* _What the task requires_:
Stop after the line with "in the work queue."; until then, please copy every line of the records word for word from the first.

* _Supplied material_:
====================

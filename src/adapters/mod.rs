//! Concrete stage adapters.

mod telegram;
mod yt_dlp;

pub use telegram::TelegramChannel;
pub use yt_dlp::{parse_search_output, YtDlpDownloader, YtDlpSearcher};
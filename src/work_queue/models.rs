//! Data models for the work queue.
//!
//! Defines job kinds, payloads, statuses and priorities, plus the failure
//! value handlers report back to the queue.

use anyhow::{Context, Result};
use serde::de::DeserializeOwned;
use serde::{Deserialize, Serialize};

/// Status of a job in the work queue.
#[derive(Debug, Clone, Copy, PartialEq, Eq, Serialize, Deserialize)]
#[serde(rename_all = "SCREAMING_SNAKE_CASE")]
pub enum JobStatus {
    Pending,
    InProgress,
    RetryWaiting,
    Completed, // terminal
    Dead,      // terminal, retry budget exhausted
}

impl JobStatus {
    pub fn as_db_str(&self) -> &'static str {
        match self {
            JobStatus::Pending => "PENDING",
            JobStatus::InProgress => "IN_PROGRESS",
            JobStatus::RetryWaiting => "RETRY_WAITING",
            JobStatus::Completed => "COMPLETED",
            JobStatus::Dead => "DEAD",
        }
    }

    pub fn from_db_str(s: &str) -> Option<Self> {
        match s {
            "PENDING" => Some(JobStatus::Pending),
            "IN_PROGRESS" => Some(JobStatus::InProgress),
            "RETRY_WAITING" => Some(JobStatus::RetryWaiting),
            "COMPLETED" => Some(JobStatus::Completed),
            "DEAD" => Some(JobStatus::Dead),
            _ => None,
        }
    }
}

/// Priority level for jobs.
/// Lower values = higher priority.
#[derive(Debug, Clone, Copy, PartialEq, Eq, PartialOrd, Ord, Serialize, Deserialize)]
pub enum JobPriority {
    Critical = 1, // continuations of pipelines already in flight
    Default = 2,
}

impl JobPriority {
    pub fn as_i32(&self) -> i32 {
        *self as i32
    }

    pub fn from_i32(value: i32) -> Option<Self> {
        match value {
            1 => Some(JobPriority::Critical),
            2 => Some(JobPriority::Default),
            _ => None,
        }
    }
}

/// Pipeline stage a job belongs to.
#[derive(Debug, Clone, Copy, PartialEq, Eq, Hash, Serialize, Deserialize)]
#[serde(rename_all = "snake_case")]
pub enum JobKind {
    Search,
    Download,
    Upload,
}

impl JobKind {
    pub fn as_db_str(&self) -> &'static str {
        match self {
            JobKind::Search => "search",
            JobKind::Download => "download",
            JobKind::Upload => "upload",
        }
    }

    pub fn from_db_str(s: &str) -> Option<Self> {
        match s {
            "search" => Some(JobKind::Search),
            "download" => Some(JobKind::Download),
            "upload" => Some(JobKind::Upload),
            _ => None,
        }
    }
}

impl std::fmt::Display for JobKind {
    fn fmt(&self, f: &mut std::fmt::Formatter<'_>) -> std::fmt::Result {
        f.write_str(self.as_db_str())
    }
}

// =============================================================================
// Payloads
// =============================================================================

/// Payload of a `search` job.
#[derive(Debug, Clone, PartialEq, Eq, Serialize, Deserialize)]
pub struct SearchPayload {
    pub external_id: i64,
}

/// Payload of a `download` job.
#[derive(Debug, Clone, PartialEq, Eq, Serialize, Deserialize)]
pub struct DownloadPayload {
    pub track_id: i64,
    pub source_id: String,
}

/// Payload of an `upload` job.
#[derive(Debug, Clone, PartialEq, Eq, Serialize, Deserialize)]
pub struct UploadPayload {
    pub track_id: i64,
    pub file_path: String,
}

// =============================================================================
// Jobs
// =============================================================================

/// A job to be added to the queue.
#[derive(Debug, Clone, PartialEq)]
pub struct NewJob {
    pub kind: JobKind,
    pub payload: serde_json::Value,
    pub priority: JobPriority,
    pub max_retries: i32,
}

impl NewJob {
    pub fn new<T: Serialize>(kind: JobKind, payload: &T, max_retries: i32) -> Result<Self> {
        let payload = serde_json::to_value(payload)
            .with_context(|| format!("Failed to encode {} payload", kind))?;
        Ok(Self {
            kind,
            payload,
            priority: JobPriority::Default,
            max_retries,
        })
    }

    pub fn with_priority(mut self, priority: JobPriority) -> Self {
        self.priority = priority;
        self
    }
}

/// A job stored in the queue.
#[derive(Debug, Clone, PartialEq)]
pub struct QueuedJob {
    pub id: String,
    pub kind: JobKind,
    /// Raw JSON payload, kept undecoded so that malformed payloads still reach
    /// the terminal-failure path.
    pub payload: String,
    pub status: JobStatus,
    pub priority: JobPriority,
    pub retry_count: i32,
    pub max_retries: i32,
    pub created_at: i64,
    pub started_at: Option<i64>,
    pub completed_at: Option<i64>,
    pub next_retry_at: Option<i64>,
    pub last_error: Option<String>,
}

impl QueuedJob {
    /// Decode the payload into the stage-specific type.
    pub fn decode<T: DeserializeOwned>(&self) -> Result<T, serde_json::Error> {
        serde_json::from_str(&self.payload)
    }
}

/// Outcome of a failed job attempt, as reported by a handler.
#[derive(Debug, Clone, PartialEq, Eq)]
pub struct JobFailure {
    pub message: String,
    /// Non-retryable failures go straight to `DEAD`.
    pub retryable: bool,
}

impl JobFailure {
    pub fn retryable(message: impl Into<String>) -> Self {
        Self {
            message: message.into(),
            retryable: true,
        }
    }

    pub fn permanent(message: impl Into<String>) -> Self {
        Self {
            message: message.into(),
            retryable: false,
        }
    }
}

impl std::fmt::Display for JobFailure {
    fn fmt(&self, f: &mut std::fmt::Formatter<'_>) -> std::fmt::Result {
        f.write_str(&self.message)
    }
}

/// Per-status job counts.
#[derive(Debug, Clone, Default, PartialEq, Eq, Serialize)]
pub struct QueueStats {
    pub pending: usize,
    pub in_progress: usize,
    pub retry_waiting: usize,
    pub completed: usize,
    pub dead: usize,
}

impl QueueStats {
    /// Jobs that still occupy a worker or wait for one.
    pub fn active(&self) -> usize {
        self.pending + self.in_progress
    }
}
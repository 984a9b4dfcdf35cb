mod file_config;

pub use file_config::{FileConfig, PipelineConfig, QueueConfig, TelegramConfig};

use anyhow::{bail, Result};
use clap::ValueEnum;
use serde::Deserialize;
use std::path::PathBuf;

/// Output format of the tracing subscriber.
#[derive(Debug, Clone, Copy, Default, PartialEq, Eq, ValueEnum, Deserialize)]
#[serde(rename_all = "lowercase")]
pub enum LogFormat {
    #[default]
    Text,
    Json,
}

/// CLI arguments that can be used for config resolution.
/// This struct mirrors the CLI arguments that can be overridden by TOML config.
#[derive(Debug, Clone, Default)]
pub struct CliConfig {
    pub db_dir: Option<PathBuf>,
    pub download_dir: Option<PathBuf>,
    pub log_format: LogFormat,
    pub yt_dlp_path: Option<String>,
    pub telegram_bot_token: Option<String>,
    pub telegram_storage_chat_id: Option<i64>,
}

#[derive(Debug, Clone)]
pub struct AppConfig {
    // Core settings
    pub db_dir: PathBuf,
    pub download_dir: PathBuf,
    pub log_format: LogFormat,
    pub yt_dlp_path: String,

    // Feature configs (with defaults)
    pub pipeline: PipelineSettings,
    pub queue: QueueSettings,

    // None until both a bot token and a storage chat are configured
    pub telegram: Option<TelegramSettings>,
}

impl AppConfig {
    /// Resolve configuration from CLI arguments and optional TOML file config.
    /// TOML values override CLI values where present.
    pub fn resolve(cli: &CliConfig, file_config: Option<FileConfig>) -> Result<Self> {
        let file = file_config.unwrap_or_default();

        let db_dir = file
            .db_dir
            .map(PathBuf::from)
            .or_else(|| cli.db_dir.clone())
            .ok_or_else(|| {
                anyhow::anyhow!("db_dir must be specified via --db-dir or in config file")
            })?;

        if !db_dir.exists() {
            bail!("Database directory does not exist: {:?}", db_dir);
        }
        if !db_dir.is_dir() {
            bail!("db_dir is not a directory: {:?}", db_dir);
        }

        let download_dir = file
            .download_dir
            .map(PathBuf::from)
            .or_else(|| cli.download_dir.clone())
            .unwrap_or_else(|| db_dir.join("downloads"));

        let log_format = match file.log_format {
            Some(s) => match parse_log_format(&s) {
                Some(format) => format,
                None => bail!("Unknown log_format {:?}, expected \"text\" or \"json\"", s),
            },
            None => cli.log_format,
        };

        let yt_dlp_path = file
            .yt_dlp_path
            .or_else(|| cli.yt_dlp_path.clone())
            .unwrap_or_else(|| "yt-dlp".to_string());

        let pipeline_file = file.pipeline.unwrap_or_default();
        let pipeline_defaults = PipelineSettings::default();
        let pipeline = PipelineSettings {
            search_max_retries: pipeline_file
                .search_max_retries
                .unwrap_or(pipeline_defaults.search_max_retries),
            download_max_retries: pipeline_file
                .download_max_retries
                .unwrap_or(pipeline_defaults.download_max_retries),
            upload_max_retries: pipeline_file
                .upload_max_retries
                .unwrap_or(pipeline_defaults.upload_max_retries),
            request_timeout_secs: pipeline_file
                .request_timeout_secs
                .unwrap_or(pipeline_defaults.request_timeout_secs),
            max_candidate_duration_secs: pipeline_file
                .max_candidate_duration_secs
                .unwrap_or(pipeline_defaults.max_candidate_duration_secs),
            search_candidates: pipeline_file
                .search_candidates
                .unwrap_or(pipeline_defaults.search_candidates),
        };
        if pipeline.search_max_retries < 0
            || pipeline.download_max_retries < 0
            || pipeline.upload_max_retries < 0
        {
            bail!("Retry budgets must not be negative");
        }

        let queue_file = file.queue.unwrap_or_default();
        let queue_defaults = QueueSettings::default();
        let queue = QueueSettings {
            workers: queue_file.workers.unwrap_or(queue_defaults.workers),
            poll_interval_ms: queue_file
                .poll_interval_ms
                .unwrap_or(queue_defaults.poll_interval_ms),
            initial_backoff_secs: queue_file
                .initial_backoff_secs
                .unwrap_or(queue_defaults.initial_backoff_secs),
            max_backoff_secs: queue_file
                .max_backoff_secs
                .unwrap_or(queue_defaults.max_backoff_secs),
            backoff_multiplier: queue_file
                .backoff_multiplier
                .unwrap_or(queue_defaults.backoff_multiplier),
            job_timeout_secs: queue_file
                .job_timeout_secs
                .unwrap_or(queue_defaults.job_timeout_secs),
            stale_in_progress_threshold_secs: queue_file
                .stale_in_progress_threshold_secs
                .unwrap_or(queue_defaults.stale_in_progress_threshold_secs),
            seconds_per_job_estimate: queue_file
                .seconds_per_job_estimate
                .unwrap_or(queue_defaults.seconds_per_job_estimate),
        };
        if queue.workers == 0 {
            bail!("queue.workers must be at least 1");
        }

        // TOML [telegram] section takes precedence over CLI args
        let telegram_file = file.telegram.unwrap_or_default();
        let bot_token = telegram_file
            .bot_token
            .or_else(|| cli.telegram_bot_token.clone());
        let storage_chat_id = telegram_file
            .storage_chat_id
            .or(cli.telegram_storage_chat_id);
        let telegram = match (bot_token, storage_chat_id) {
            (Some(bot_token), Some(storage_chat_id)) => Some(TelegramSettings {
                bot_token,
                storage_chat_id,
                api_base_url: telegram_file
                    .api_base_url
                    .unwrap_or_else(|| DEFAULT_TELEGRAM_API_URL.to_string()),
                timeout_secs: telegram_file.timeout_secs.unwrap_or(120),
            }),
            (None, None) => None,
            _ => bail!("Both a Telegram bot token and a storage chat id must be provided together"),
        };

        Ok(Self {
            db_dir,
            download_dir,
            log_format,
            yt_dlp_path,
            pipeline,
            queue,
            telegram,
        })
    }

    pub fn track_db_path(&self) -> PathBuf {
        self.db_dir.join("tracks.db")
    }

    pub fn work_queue_db_path(&self) -> PathBuf {
        self.db_dir.join("work_queue.db")
    }
}

pub const DEFAULT_TELEGRAM_API_URL: &str = "https://api.telegram.org";

#[derive(Debug, Clone)]
pub struct PipelineSettings {
    pub search_max_retries: i32,
    pub download_max_retries: i32,
    pub upload_max_retries: i32,
    /// Bound on the caller-facing playback request.
    pub request_timeout_secs: u64,
    /// Search candidates longer than this are discarded.
    pub max_candidate_duration_secs: u32,
    pub search_candidates: u32,
}

impl Default for PipelineSettings {
    fn default() -> Self {
        Self {
            search_max_retries: 3,
            download_max_retries: 2,
            upload_max_retries: 5, // delivery channel is rate limited
            request_timeout_secs: 15,
            max_candidate_duration_secs: 1200,
            search_candidates: 5,
        }
    }
}

#[derive(Debug, Clone)]
pub struct QueueSettings {
    pub workers: usize,
    pub poll_interval_ms: u64,
    pub initial_backoff_secs: u64,
    pub max_backoff_secs: u64,
    pub backoff_multiplier: f64,
    pub job_timeout_secs: u64,
    pub stale_in_progress_threshold_secs: u64,
    pub seconds_per_job_estimate: u64,
}

impl Default for QueueSettings {
    fn default() -> Self {
        Self {
            workers: 10,
            poll_interval_ms: 500,
            initial_backoff_secs: 10,
            max_backoff_secs: 600,
            backoff_multiplier: 2.0,
            job_timeout_secs: 1800,
            stale_in_progress_threshold_secs: 3600,
            seconds_per_job_estimate: 40,
        }
    }
}

#[derive(Debug, Clone)]
pub struct TelegramSettings {
    pub bot_token: String,
    pub storage_chat_id: i64,
    pub api_base_url: String,
    pub timeout_secs: u64,
}

/// Parses a log format string using clap's ValueEnum trait.
fn parse_log_format(s: &str) -> Option<LogFormat> {
    LogFormat::from_str(s, true).ok()
}

#[cfg(test)]
mod tests {
    use super::*;
    use tempfile::TempDir;

    fn make_temp_db_dir() -> TempDir {
        TempDir::new().unwrap()
    }

    fn cli_with_db_dir(temp_dir: &TempDir) -> CliConfig {
        CliConfig {
            db_dir: Some(temp_dir.path().to_path_buf()),
            ..Default::default()
        }
    }

    #[test]
    fn test_parse_log_format() {
        assert_eq!(parse_log_format("text"), Some(LogFormat::Text));
        assert_eq!(parse_log_format("JSON"), Some(LogFormat::Json));
        assert!(parse_log_format("xml").is_none());
    }

    #[test]
    fn test_resolve_cli_only() {
        let temp_dir = make_temp_db_dir();
        let cli = CliConfig {
            db_dir: Some(temp_dir.path().to_path_buf()),
            download_dir: Some(PathBuf::from("/tmp/downloads")),
            log_format: LogFormat::Json,
            yt_dlp_path: Some("/usr/local/bin/yt-dlp".to_string()),
            telegram_bot_token: Some("123:abc".to_string()),
            telegram_storage_chat_id: Some(-100),
        };

        let config = AppConfig::resolve(&cli, None).unwrap();

        assert_eq!(config.db_dir, temp_dir.path());
        assert_eq!(config.download_dir, PathBuf::from("/tmp/downloads"));
        assert_eq!(config.log_format, LogFormat::Json);
        assert_eq!(config.yt_dlp_path, "/usr/local/bin/yt-dlp");
        let telegram = config.telegram.unwrap();
        assert_eq!(telegram.bot_token, "123:abc");
        assert_eq!(telegram.storage_chat_id, -100);
        assert_eq!(telegram.api_base_url, "https://api.telegram.org");
        assert_eq!(telegram.timeout_secs, 120);
    }

    #[test]
    fn test_resolve_defaults() {
        let temp_dir = make_temp_db_dir();

        let config = AppConfig::resolve(&cli_with_db_dir(&temp_dir), None).unwrap();

        assert_eq!(config.download_dir, temp_dir.path().join("downloads"));
        assert_eq!(config.log_format, LogFormat::Text);
        assert_eq!(config.yt_dlp_path, "yt-dlp");
        assert_eq!(config.pipeline.search_max_retries, 3);
        assert_eq!(config.pipeline.download_max_retries, 2);
        assert_eq!(config.pipeline.upload_max_retries, 5);
        assert_eq!(config.pipeline.max_candidate_duration_secs, 1200);
        assert_eq!(config.queue.workers, 10);
        assert_eq!(config.queue.seconds_per_job_estimate, 40);
        assert!(config.telegram.is_none());
    }

    #[test]
    fn test_resolve_toml_overrides_cli() {
        let temp_dir = make_temp_db_dir();
        let cli = CliConfig {
            db_dir: Some(PathBuf::from("/should/be/overridden")),
            yt_dlp_path: Some("/cli/yt-dlp".to_string()),
            telegram_bot_token: Some("cli-token".to_string()),
            telegram_storage_chat_id: Some(1),
            ..Default::default()
        };

        let file_config = FileConfig {
            db_dir: Some(temp_dir.path().to_string_lossy().to_string()),
            log_format: Some("json".to_string()),
            pipeline: Some(PipelineConfig {
                upload_max_retries: Some(9),
                ..Default::default()
            }),
            queue: Some(QueueConfig {
                workers: Some(2),
                ..Default::default()
            }),
            telegram: Some(TelegramConfig {
                bot_token: Some("toml-token".to_string()),
                ..Default::default()
            }),
            ..Default::default()
        };

        let config = AppConfig::resolve(&cli, Some(file_config)).unwrap();

        // TOML values should override CLI
        assert_eq!(config.db_dir, temp_dir.path());
        assert_eq!(config.log_format, LogFormat::Json);
        assert_eq!(config.pipeline.upload_max_retries, 9);
        assert_eq!(config.queue.workers, 2);
        let telegram = config.telegram.unwrap();
        assert_eq!(telegram.bot_token, "toml-token");
        // CLI value used when TOML doesn't specify
        assert_eq!(telegram.storage_chat_id, 1);
        assert_eq!(config.yt_dlp_path, "/cli/yt-dlp");
        assert_eq!(config.pipeline.search_max_retries, 3);
    }

    #[test]
    fn test_resolve_missing_db_dir_error() {
        let result = AppConfig::resolve(&CliConfig::default(), None);
        assert!(result
            .unwrap_err()
            .to_string()
            .contains("db_dir must be specified"));
    }

    #[test]
    fn test_resolve_nonexistent_db_dir_error() {
        let cli = CliConfig {
            db_dir: Some(PathBuf::from("/nonexistent/path/that/should/not/exist")),
            ..Default::default()
        };
        let result = AppConfig::resolve(&cli, None);
        assert!(result.unwrap_err().to_string().contains("does not exist"));
    }

    #[test]
    fn test_resolve_db_dir_not_directory_error() {
        let temp_file = tempfile::NamedTempFile::new().unwrap();
        let cli = CliConfig {
            db_dir: Some(temp_file.path().to_path_buf()),
            ..Default::default()
        };
        let result = AppConfig::resolve(&cli, None);
        assert!(result.unwrap_err().to_string().contains("not a directory"));
    }

    #[test]
    fn test_resolve_invalid_log_format_error() {
        let temp_dir = make_temp_db_dir();
        let file_config = FileConfig {
            log_format: Some("xml".to_string()),
            ..Default::default()
        };

        let result = AppConfig::resolve(&cli_with_db_dir(&temp_dir), Some(file_config));
        assert!(result.unwrap_err().to_string().contains("Unknown log_format"));
    }

    #[test]
    fn test_resolve_partial_telegram_error() {
        let temp_dir = make_temp_db_dir();
        let cli = CliConfig {
            telegram_bot_token: Some("123:abc".to_string()),
            ..cli_with_db_dir(&temp_dir)
        };

        let result = AppConfig::resolve(&cli, None);
        assert!(result.unwrap_err().to_string().contains("must be provided together"));
    }

    #[test]
    fn test_resolve_zero_workers_error() {
        let temp_dir = make_temp_db_dir();
        let file_config = FileConfig {
            queue: Some(QueueConfig {
                workers: Some(0),
                ..Default::default()
            }),
            ..Default::default()
        };

        let result = AppConfig::resolve(&cli_with_db_dir(&temp_dir), Some(file_config));
        assert!(result.is_err());
    }

    #[test]
    fn test_db_path_helpers() {
        let temp_dir = make_temp_db_dir();
        let config = AppConfig::resolve(&cli_with_db_dir(&temp_dir), None).unwrap();

        assert_eq!(config.track_db_path(), temp_dir.path().join("tracks.db"));
        assert_eq!(
            config.work_queue_db_path(),
            temp_dir.path().join("work_queue.db")
        );
    }
}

====================

* _Reply to the exercise_:
filename src/adapters/mod.rs
//! Concrete stage adapters.

mod telegram;
mod yt_dlp;

pub use telegram::TelegramChannel;
pub use yt_dlp::{parse_search_output, YtDlpDownloader, YtDlpSearcher};
filename src/work_queue/models.rs
//! Data models for the work queue.
//!
//! Defines job kinds, payloads, statuses and priorities, plus the failure
//! value handlers report back to the queue.

use anyhow::{Context, Result};
use serde::de::DeserializeOwned;
use serde::{Deserialize, Serialize};

/// Status of a job in the work queue.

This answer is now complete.